(Saved entries)
● ● ● ● ●

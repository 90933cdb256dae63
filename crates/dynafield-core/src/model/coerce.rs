//! Per-kind value checks applied while validating record input

use super::{DynamicModel, FieldValue, Record};
use crate::fields::{format_datetime, is_valid_email, parse_date, parse_datetime, CompiledField, EnumSpec, ValueKind};
use crate::utils::get_valid_uuid;
use crate::validation::{ValidationContext, ValidationError, ValidationErrors, ValidationMode};
use chrono::DateTime;
use serde_json::{Number, Value};
use std::collections::BTreeSet;
use tracing::trace;

pub(crate) fn json_type_name(value: &Value) -> &'static str {
    match value {
        Value::Null => "null",
        Value::Bool(_) => "boolean",
        Value::Number(_) => "number",
        Value::String(_) => "string",
        Value::Array(_) => "array",
        Value::Object(_) => "object",
    }
}

/// Value a field takes when its key is absent
pub(crate) fn default_value(field: &CompiledField) -> FieldValue {
    match (&field.default, &field.kind) {
        (Some(Value::String(raw)), ValueKind::Enum(spec)) => spec
            .lookup(raw)
            .cloned()
            .map(FieldValue::Enum)
            .unwrap_or(FieldValue::Null),
        (Some(default), _) => FieldValue::from_json(default.clone()),
        (None, _) => FieldValue::Null,
    }
}

/// Validate `input` against `model`, appending problems to `errors`
///
/// Returns `None` when `input` is not an object, or when any field failed
/// and `safe` is off. With `safe` on, failing fields become null and are
/// still reported through `errors`.
pub(crate) fn validate_object(
    model: &DynamicModel,
    input: &Value,
    context: &ValidationContext,
    safe: bool,
    errors: &mut ValidationErrors,
) -> Option<Record> {
    let Some(map) = input.as_object() else {
        errors.add(ValidationError::rule(
            &context.path,
            "Input should be a valid dictionary or object",
            "type",
            "object",
            json_type_name(input),
        ));
        return None;
    };

    let before = errors.len();
    let mut values = Vec::with_capacity(model.fields().len());
    let mut fields_set = BTreeSet::new();

    for field in model.fields() {
        let child = context.child(&field.key);
        let outcome = match map.get(&field.key) {
            None if field.required => Err(ValidationErrors::from(ValidationError::rule(
                &child.path,
                "Field required",
                "required",
                "a value",
                "missing",
            ))),
            None => {
                values.push(default_value(field));
                continue;
            }
            Some(Value::Null) if field.required => Err(ValidationErrors::from(ValidationError::rule(
                &child.path,
                format!("Input should be a valid {}", field.kind.type_name()),
                "required",
                "a value",
                "null",
            ))),
            Some(Value::Null) => Ok(FieldValue::Null),
            Some(raw) => coerce_value(field, raw, &child),
        };

        match outcome {
            Ok(value) => values.push(value),
            Err(field_errors) => {
                trace!(path = %child.path, "field failed validation");
                errors.extend(field_errors);
                values.push(FieldValue::Null);
            }
        }
        fields_set.insert(field.key.clone());
    }

    for key in map.keys().filter(|key| model.field(key).is_none()) {
        let path = context.child(key).path;
        if context.mode == ValidationMode::Strict && !safe {
            errors.add(DynamicModel::unknown_key_error(&path));
        } else {
            trace!(path = %path, "dropping unknown key");
        }
    }

    if errors.len() > before && !safe {
        return None;
    }
    Some(Record::from_parts(model.clone(), values, fields_set))
}

/// Check and normalise one present, non-null value
pub(crate) fn coerce_value(
    field: &CompiledField,
    raw: &Value,
    context: &ValidationContext,
) -> Result<FieldValue, ValidationErrors> {
    let path = context.path.as_str();
    let type_error = |message: &str| {
        ValidationErrors::from(ValidationError::rule(
            path,
            message,
            "type",
            field.kind.type_name(),
            json_type_name(raw),
        ))
    };

    match &field.kind {
        ValueKind::Str { min_length, max_length } => {
            let Value::String(text) = raw else {
                return Err(type_error("Input should be a valid string"));
            };
            let length = text.chars().count();
            if let Some(min) = min_length.filter(|min| length < *min) {
                return Err(bound_error(path, format!("String should have at least {min} characters"), "min_length", min, length));
            }
            if let Some(max) = max_length.filter(|max| length > *max) {
                return Err(bound_error(path, format!("String should have at most {max} characters"), "max_length", max, length));
            }
            Ok(FieldValue::Scalar(raw.clone()))
        }
        ValueKind::Int { ge, le } => {
            let value = as_integer(raw).ok_or_else(|| type_error("Input should be a valid integer"))?;
            if let Some(ge) = ge.filter(|ge| value < *ge) {
                return Err(bound_error(path, format!("Input should be greater than or equal to {ge}"), "ge", ge, value));
            }
            if let Some(le) = le.filter(|le| value > *le) {
                return Err(bound_error(path, format!("Input should be less than or equal to {le}"), "le", le, value));
            }
            Ok(FieldValue::Scalar(Value::from(value)))
        }
        ValueKind::Float { ge, le } => {
            let value = as_float(raw).ok_or_else(|| type_error("Input should be a valid number"))?;
            if let Some(ge) = ge.filter(|ge| value < *ge) {
                return Err(bound_error(path, format!("Input should be greater than or equal to {ge}"), "ge", ge, value));
            }
            if let Some(le) = le.filter(|le| value > *le) {
                return Err(bound_error(path, format!("Input should be less than or equal to {le}"), "le", le, value));
            }
            let number = Number::from_f64(value).ok_or_else(|| type_error("Input should be a finite number"))?;
            Ok(FieldValue::Scalar(Value::Number(number)))
        }
        ValueKind::Bool => as_bool(raw)
            .map(|b| FieldValue::Scalar(Value::Bool(b)))
            .ok_or_else(|| type_error("Input should be a valid boolean")),
        ValueKind::Date => raw
            .as_str()
            .and_then(parse_date)
            .map(|date| FieldValue::Scalar(Value::String(date.format("%Y-%m-%d").to_string())))
            .ok_or_else(|| type_error("Input should be a valid date in the format YYYY-MM-DD")),
        ValueKind::DateTime => {
            let parsed = match raw {
                Value::String(text) => parse_datetime(text),
                Value::Number(n) => n.as_i64().and_then(|secs| DateTime::from_timestamp(secs, 0)),
                _ => None,
            };
            parsed
                .map(|datetime| FieldValue::Scalar(Value::String(format_datetime(&datetime))))
                .ok_or_else(|| type_error("Input should be a valid datetime"))
        }
        ValueKind::Email => match raw.as_str().map(str::trim) {
            Some(text) if is_valid_email(text) => Ok(FieldValue::Scalar(Value::String(text.to_string()))),
            Some(_) => Err(ValidationErrors::from(ValidationError::rule(
                path,
                "value is not a valid email address",
                "format",
                "email",
                raw.to_string(),
            ))),
            None => Err(type_error("Input should be a valid string")),
        },
        ValueKind::Enum(spec) => raw
            .as_str()
            .and_then(|text| spec.lookup(text))
            .cloned()
            .map(FieldValue::Enum)
            .ok_or_else(|| enum_error(path, spec, raw)),
        ValueKind::Uuid => raw
            .as_str()
            .and_then(get_valid_uuid)
            .map(|uuid| FieldValue::Scalar(Value::String(uuid.to_string())))
            .ok_or_else(|| type_error("Input should be a valid UUID")),
        ValueKind::Json => match raw {
            Value::Object(_) => Ok(FieldValue::Scalar(raw.clone())),
            _ => Err(type_error("Input should be a valid dictionary")),
        },
        ValueKind::List => match raw {
            Value::Array(_) => Ok(FieldValue::Scalar(raw.clone())),
            _ => Err(type_error("Input should be a valid list")),
        },
        ValueKind::Object(nested) => {
            let mut nested_errors = ValidationErrors::new();
            match validate_object(nested, raw, context, false, &mut nested_errors) {
                Some(record) if nested_errors.is_empty() => Ok(FieldValue::Record(record)),
                _ => Err(nested_errors),
            }
        }
    }
}

fn bound_error(path: &str, message: String, rule: &str, bound: impl ToString, actual: impl ToString) -> ValidationErrors {
    ValidationErrors::from(ValidationError::rule(path, message, rule, &bound.to_string(), actual.to_string()))
}

fn enum_error(path: &str, spec: &EnumSpec, raw: &Value) -> ValidationErrors {
    let quoted: Vec<String> = spec.values.iter().map(|v| format!("'{}'", v.value)).collect();
    let expected = match quoted.split_last() {
        Some((last, [])) => last.clone(),
        Some((last, rest)) => format!("{} or {}", rest.join(", "), last),
        None => String::new(),
    };
    ValidationErrors::from(ValidationError::rule(
        path,
        format!("Input should be {expected}"),
        "enum",
        &expected,
        raw.to_string(),
    ))
}

fn as_integer(raw: &Value) -> Option<i64> {
    match raw {
        Value::Number(n) => n.as_i64().or_else(|| {
            n.as_f64()
                .filter(|f| f.fract() == 0.0 && *f >= i64::MIN as f64 && *f <= i64::MAX as f64)
                .map(|f| f as i64)
        }),
        Value::String(text) => text.trim().parse().ok(),
        _ => None,
    }
}

fn as_float(raw: &Value) -> Option<f64> {
    match raw {
        Value::Number(n) => n.as_f64(),
        Value::String(text) => text.trim().parse::<f64>().ok().filter(|f| f.is_finite()),
        _ => None,
    }
}

fn as_bool(raw: &Value) -> Option<bool> {
    match raw {
        Value::Bool(b) => Some(*b),
        Value::Number(n) => match n.as_i64() {
            Some(0) => Some(false),
            Some(1) => Some(true),
            _ => None,
        },
        Value::String(text) => match text.trim().to_ascii_lowercase().as_str() {
            "true" | "1" | "yes" | "on" | "t" | "y" => Some(true),
            "false" | "0" | "no" | "off" | "f" | "n" => Some(false),
            _ => None,
        },
        _ => None,
    }
}

#[cfg(test)]
mod tests {
    use super::*;
    use serde_json::json;

    #[test]
    fn test_as_integer() {
        assert_eq!(as_integer(&json!(3)), Some(3));
        assert_eq!(as_integer(&json!(3.0)), Some(3));
        assert_eq!(as_integer(&json!(3.5)), None);
        assert_eq!(as_integer(&json!(" 42 ")), Some(42));
        assert_eq!(as_integer(&json!(true)), None);
    }

    #[test]
    fn test_as_bool() {
        assert_eq!(as_bool(&json!("TRUE")), Some(true));
        assert_eq!(as_bool(&json!("off")), Some(false));
        assert_eq!(as_bool(&json!(2)), None);
        assert_eq!(as_bool(&json!("maybe")), None);
    }

    #[test]
    fn test_enum_error_message() {
        let spec = EnumSpec {
            name: "StatusEnum".into(),
            values: vec![crate::fields::EnumValue::new("new"), crate::fields::EnumValue::new("active")],
        };
        let err = enum_error("$.status", &spec, &json!("gone"));
        assert_eq!(err.errors[0].message, "Input should be 'new' or 'active'");
    }
}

● ● ● ● ●

**Task objective:** Verbatim output is expected for the lines from the start of the data to the line in which "use tracing::trace;" appears, both included.

**Result:**
repository 90933cdb256dae63
filename crates/dynafield-core/src/model/coerce.rs
//! Per-kind value checks applied while validating record input

use super::{DynamicModel, FieldValue, Record};
use crate::fields::{format_datetime, is_valid_email, parse_date, parse_datetime, CompiledField, EnumSpec, ValueKind};
use crate::utils::get_valid_uuid;
use crate::validation::{ValidationContext, ValidationError, ValidationErrors, ValidationMode};
use chrono::DateTime;
use serde_json::{Number, Value};
use std::collections::BTreeSet;
use tracing::trace;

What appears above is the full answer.